=== Exercise prompt ===
Search the data for the word "iter". Reproduce every line where it is found.
· · · ·
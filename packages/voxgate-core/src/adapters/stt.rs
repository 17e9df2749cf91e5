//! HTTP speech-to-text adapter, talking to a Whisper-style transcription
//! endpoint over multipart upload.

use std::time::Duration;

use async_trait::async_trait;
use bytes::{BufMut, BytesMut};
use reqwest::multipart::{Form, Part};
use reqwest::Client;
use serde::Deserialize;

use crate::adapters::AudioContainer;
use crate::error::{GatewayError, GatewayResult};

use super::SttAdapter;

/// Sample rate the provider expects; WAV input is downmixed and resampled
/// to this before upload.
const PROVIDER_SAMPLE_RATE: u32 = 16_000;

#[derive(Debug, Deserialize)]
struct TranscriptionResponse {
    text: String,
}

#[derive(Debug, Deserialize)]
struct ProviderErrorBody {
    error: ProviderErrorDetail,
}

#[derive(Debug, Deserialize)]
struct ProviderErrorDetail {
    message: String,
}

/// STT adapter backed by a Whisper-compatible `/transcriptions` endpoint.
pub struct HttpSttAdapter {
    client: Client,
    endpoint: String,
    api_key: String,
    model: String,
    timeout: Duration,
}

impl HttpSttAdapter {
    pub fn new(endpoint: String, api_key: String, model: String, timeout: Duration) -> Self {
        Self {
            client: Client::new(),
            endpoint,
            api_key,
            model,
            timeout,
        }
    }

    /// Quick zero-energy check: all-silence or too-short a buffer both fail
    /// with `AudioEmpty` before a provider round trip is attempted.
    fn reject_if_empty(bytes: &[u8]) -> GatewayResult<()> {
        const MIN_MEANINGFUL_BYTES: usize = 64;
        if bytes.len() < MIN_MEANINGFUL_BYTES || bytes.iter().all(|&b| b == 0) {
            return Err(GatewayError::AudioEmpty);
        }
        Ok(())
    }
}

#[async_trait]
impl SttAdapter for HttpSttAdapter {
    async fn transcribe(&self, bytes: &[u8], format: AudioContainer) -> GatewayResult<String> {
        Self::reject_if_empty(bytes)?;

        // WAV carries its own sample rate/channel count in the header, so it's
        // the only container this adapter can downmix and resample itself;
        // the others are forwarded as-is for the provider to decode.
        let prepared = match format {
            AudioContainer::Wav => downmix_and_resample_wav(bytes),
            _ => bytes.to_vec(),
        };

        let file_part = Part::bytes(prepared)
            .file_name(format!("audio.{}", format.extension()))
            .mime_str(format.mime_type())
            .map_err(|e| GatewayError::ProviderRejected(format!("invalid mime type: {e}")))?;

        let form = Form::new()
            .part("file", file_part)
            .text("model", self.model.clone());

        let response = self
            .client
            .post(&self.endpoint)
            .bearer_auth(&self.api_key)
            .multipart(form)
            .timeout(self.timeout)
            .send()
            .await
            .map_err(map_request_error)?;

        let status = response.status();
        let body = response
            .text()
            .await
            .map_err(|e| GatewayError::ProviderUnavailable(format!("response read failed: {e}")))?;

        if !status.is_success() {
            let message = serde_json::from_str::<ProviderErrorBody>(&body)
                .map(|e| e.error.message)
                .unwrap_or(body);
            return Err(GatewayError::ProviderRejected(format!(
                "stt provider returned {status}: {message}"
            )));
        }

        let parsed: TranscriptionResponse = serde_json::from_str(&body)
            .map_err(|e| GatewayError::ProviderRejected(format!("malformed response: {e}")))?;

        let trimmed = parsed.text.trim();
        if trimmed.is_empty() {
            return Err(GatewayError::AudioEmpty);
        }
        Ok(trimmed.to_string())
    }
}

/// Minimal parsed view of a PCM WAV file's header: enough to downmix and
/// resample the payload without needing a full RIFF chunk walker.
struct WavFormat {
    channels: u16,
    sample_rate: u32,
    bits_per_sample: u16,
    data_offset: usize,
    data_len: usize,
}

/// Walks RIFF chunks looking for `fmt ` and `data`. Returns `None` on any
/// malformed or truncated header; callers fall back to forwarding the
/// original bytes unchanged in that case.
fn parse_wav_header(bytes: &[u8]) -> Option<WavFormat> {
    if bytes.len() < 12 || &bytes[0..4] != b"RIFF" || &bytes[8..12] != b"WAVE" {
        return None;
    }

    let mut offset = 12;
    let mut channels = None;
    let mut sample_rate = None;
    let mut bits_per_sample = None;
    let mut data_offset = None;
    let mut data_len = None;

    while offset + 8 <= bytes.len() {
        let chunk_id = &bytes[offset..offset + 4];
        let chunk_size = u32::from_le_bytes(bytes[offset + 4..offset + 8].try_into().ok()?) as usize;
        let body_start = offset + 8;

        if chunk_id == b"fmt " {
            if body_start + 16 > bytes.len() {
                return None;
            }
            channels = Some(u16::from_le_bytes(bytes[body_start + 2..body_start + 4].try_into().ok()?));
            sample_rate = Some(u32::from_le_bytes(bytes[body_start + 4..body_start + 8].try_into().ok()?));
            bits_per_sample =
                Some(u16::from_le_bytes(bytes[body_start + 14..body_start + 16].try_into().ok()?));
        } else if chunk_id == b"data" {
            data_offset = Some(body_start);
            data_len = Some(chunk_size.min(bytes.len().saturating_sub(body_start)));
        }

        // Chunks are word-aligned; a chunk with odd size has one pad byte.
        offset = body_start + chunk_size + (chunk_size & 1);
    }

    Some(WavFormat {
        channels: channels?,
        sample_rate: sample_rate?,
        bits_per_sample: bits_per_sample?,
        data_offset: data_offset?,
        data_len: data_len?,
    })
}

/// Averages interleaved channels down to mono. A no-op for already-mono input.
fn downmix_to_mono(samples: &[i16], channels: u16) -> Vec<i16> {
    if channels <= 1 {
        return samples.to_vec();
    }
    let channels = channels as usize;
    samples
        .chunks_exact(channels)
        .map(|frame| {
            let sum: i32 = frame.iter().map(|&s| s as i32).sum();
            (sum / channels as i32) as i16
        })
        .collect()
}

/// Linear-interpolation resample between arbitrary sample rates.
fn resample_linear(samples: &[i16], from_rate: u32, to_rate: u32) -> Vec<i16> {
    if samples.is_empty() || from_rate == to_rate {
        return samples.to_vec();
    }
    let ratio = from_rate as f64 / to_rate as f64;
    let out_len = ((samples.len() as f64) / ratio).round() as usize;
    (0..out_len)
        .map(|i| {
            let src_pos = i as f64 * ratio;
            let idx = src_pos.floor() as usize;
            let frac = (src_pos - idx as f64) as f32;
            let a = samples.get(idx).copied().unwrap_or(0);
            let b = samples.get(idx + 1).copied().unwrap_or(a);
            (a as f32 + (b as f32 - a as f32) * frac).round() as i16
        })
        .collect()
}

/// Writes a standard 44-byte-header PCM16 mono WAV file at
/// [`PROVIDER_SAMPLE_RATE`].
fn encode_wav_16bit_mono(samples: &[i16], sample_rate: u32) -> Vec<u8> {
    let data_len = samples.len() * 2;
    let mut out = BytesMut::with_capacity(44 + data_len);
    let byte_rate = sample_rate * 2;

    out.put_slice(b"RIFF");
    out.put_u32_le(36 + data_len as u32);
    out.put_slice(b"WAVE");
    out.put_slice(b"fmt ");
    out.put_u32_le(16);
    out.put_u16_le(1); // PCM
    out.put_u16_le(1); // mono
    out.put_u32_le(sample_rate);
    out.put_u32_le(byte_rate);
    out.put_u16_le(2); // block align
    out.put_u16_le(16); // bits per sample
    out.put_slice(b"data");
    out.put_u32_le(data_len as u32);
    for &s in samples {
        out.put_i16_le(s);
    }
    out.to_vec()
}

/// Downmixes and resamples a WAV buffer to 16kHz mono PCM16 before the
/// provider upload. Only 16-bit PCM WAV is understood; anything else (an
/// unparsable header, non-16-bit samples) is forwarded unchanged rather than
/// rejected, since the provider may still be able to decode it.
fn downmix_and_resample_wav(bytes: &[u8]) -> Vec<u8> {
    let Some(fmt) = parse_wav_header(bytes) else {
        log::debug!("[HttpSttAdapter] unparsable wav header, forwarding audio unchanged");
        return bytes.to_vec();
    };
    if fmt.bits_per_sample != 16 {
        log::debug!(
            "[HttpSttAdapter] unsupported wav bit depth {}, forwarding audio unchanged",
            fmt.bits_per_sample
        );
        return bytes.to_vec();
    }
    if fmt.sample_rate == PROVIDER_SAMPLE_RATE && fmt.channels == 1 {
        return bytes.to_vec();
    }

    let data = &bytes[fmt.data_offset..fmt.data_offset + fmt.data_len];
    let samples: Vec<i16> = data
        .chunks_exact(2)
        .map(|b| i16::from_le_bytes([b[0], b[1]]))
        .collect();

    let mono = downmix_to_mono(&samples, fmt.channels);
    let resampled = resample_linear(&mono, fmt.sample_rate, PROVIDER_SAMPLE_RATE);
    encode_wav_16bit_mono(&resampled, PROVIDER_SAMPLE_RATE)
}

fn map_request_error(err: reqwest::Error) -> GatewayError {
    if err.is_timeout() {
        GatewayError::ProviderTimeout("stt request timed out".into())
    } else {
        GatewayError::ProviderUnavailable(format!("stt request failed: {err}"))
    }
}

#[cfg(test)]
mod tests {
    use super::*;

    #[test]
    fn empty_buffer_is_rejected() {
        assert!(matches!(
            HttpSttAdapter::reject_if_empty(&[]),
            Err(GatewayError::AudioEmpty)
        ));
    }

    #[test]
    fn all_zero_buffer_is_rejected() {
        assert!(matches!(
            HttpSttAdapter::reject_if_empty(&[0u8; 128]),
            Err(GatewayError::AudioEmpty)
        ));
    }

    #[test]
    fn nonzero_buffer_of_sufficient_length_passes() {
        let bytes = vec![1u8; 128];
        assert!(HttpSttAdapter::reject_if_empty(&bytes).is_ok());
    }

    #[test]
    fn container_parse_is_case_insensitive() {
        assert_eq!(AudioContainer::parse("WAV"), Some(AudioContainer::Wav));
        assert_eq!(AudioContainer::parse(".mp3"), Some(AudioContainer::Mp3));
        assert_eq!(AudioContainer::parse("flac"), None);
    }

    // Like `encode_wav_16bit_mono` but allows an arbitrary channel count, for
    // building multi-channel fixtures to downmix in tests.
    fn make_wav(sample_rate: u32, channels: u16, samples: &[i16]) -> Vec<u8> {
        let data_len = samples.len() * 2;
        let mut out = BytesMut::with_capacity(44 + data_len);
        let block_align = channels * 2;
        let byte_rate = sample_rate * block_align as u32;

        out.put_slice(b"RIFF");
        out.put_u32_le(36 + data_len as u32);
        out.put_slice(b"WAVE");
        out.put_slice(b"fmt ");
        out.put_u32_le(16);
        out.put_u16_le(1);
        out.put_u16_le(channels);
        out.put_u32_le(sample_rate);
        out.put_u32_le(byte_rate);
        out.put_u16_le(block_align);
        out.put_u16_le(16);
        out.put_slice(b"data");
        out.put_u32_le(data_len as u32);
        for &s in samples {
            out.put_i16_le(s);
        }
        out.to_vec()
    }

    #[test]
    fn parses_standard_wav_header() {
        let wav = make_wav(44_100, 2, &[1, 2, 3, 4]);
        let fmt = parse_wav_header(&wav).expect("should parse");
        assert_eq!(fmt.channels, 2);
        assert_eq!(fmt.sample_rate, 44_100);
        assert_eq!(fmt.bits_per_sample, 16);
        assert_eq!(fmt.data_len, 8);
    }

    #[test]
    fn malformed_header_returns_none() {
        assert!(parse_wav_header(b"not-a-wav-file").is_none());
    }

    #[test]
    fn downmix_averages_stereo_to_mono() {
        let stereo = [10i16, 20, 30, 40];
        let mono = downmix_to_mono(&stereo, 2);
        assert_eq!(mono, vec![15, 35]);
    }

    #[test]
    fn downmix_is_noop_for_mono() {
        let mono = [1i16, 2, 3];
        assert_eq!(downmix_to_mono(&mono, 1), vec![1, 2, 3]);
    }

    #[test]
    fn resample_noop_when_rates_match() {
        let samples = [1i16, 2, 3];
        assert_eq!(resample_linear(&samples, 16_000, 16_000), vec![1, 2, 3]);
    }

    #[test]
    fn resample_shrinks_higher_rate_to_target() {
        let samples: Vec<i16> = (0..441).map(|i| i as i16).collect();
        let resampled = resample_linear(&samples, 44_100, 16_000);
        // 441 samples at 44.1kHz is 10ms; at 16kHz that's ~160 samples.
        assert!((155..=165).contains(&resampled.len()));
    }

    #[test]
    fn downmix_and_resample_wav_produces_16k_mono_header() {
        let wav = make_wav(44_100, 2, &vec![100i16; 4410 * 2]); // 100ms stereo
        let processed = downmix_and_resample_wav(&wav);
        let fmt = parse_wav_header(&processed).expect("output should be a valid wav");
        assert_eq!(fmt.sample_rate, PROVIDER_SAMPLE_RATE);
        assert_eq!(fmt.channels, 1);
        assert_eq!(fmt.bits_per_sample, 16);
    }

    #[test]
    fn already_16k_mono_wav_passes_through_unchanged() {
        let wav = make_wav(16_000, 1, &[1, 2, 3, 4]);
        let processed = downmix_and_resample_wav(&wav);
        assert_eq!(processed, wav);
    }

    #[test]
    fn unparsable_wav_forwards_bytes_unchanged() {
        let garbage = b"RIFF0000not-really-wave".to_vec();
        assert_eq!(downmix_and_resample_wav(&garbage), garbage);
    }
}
· · · ·
=== Answer for this exercise ===
        if bytes.len() < MIN_MEANINGFUL_BYTES || bytes.iter().all(|&b| b == 0) {
            let sum: i32 = frame.iter().map(|&s| s as i32).sum();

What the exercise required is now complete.